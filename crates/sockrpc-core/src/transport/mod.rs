//! Blocking transports that carry one request/response exchange.
//!
//! Each exchange opens a fresh connection, writes the request, reads the full
//! response and drops the connection. Nothing is pooled or retried.
//!
//! The local transport frames HTTP/1.1 itself over the socket; the remote
//! transport hands the request to `reqwest`.

#[cfg(unix)]
pub mod local;
pub mod tcp;

#[cfg(unix)]
pub use local::LocalSocketTransport;
pub use tcp::TcpTransport;

use crate::error::Result;
use crate::http::{RequestEnvelope, ResponseEnvelope};

/// A blocking request/response carrier.
pub trait Transport: Send + Sync {
    /// Send `request` on a new connection and block for the full response.
    fn exchange(&self, request: &RequestEnvelope) -> Result<ResponseEnvelope>;

    /// Value for the `Host` header, for transports that need one.
    fn host(&self) -> Option<&str> {
        None
    }
}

::::::

**WHAT IS REQUIRED**
Every line that contains the string "full" should be copied from the records.

**RESULT**
//! Each exchange opens a fresh connection, writes the request, reads the full
    /// Send `request` on a new connection and block for the full response.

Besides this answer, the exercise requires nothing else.